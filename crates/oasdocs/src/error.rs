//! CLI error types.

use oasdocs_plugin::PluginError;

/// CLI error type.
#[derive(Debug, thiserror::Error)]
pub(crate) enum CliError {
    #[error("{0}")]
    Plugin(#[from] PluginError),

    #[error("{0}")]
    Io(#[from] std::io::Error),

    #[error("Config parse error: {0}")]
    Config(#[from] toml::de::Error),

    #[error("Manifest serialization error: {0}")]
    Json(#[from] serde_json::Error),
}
☆ ☆ ☆ ☆
* [What to produce] Find each line above with the string "from", then report how many there are. Write only the number.

* [Solution to this task] 4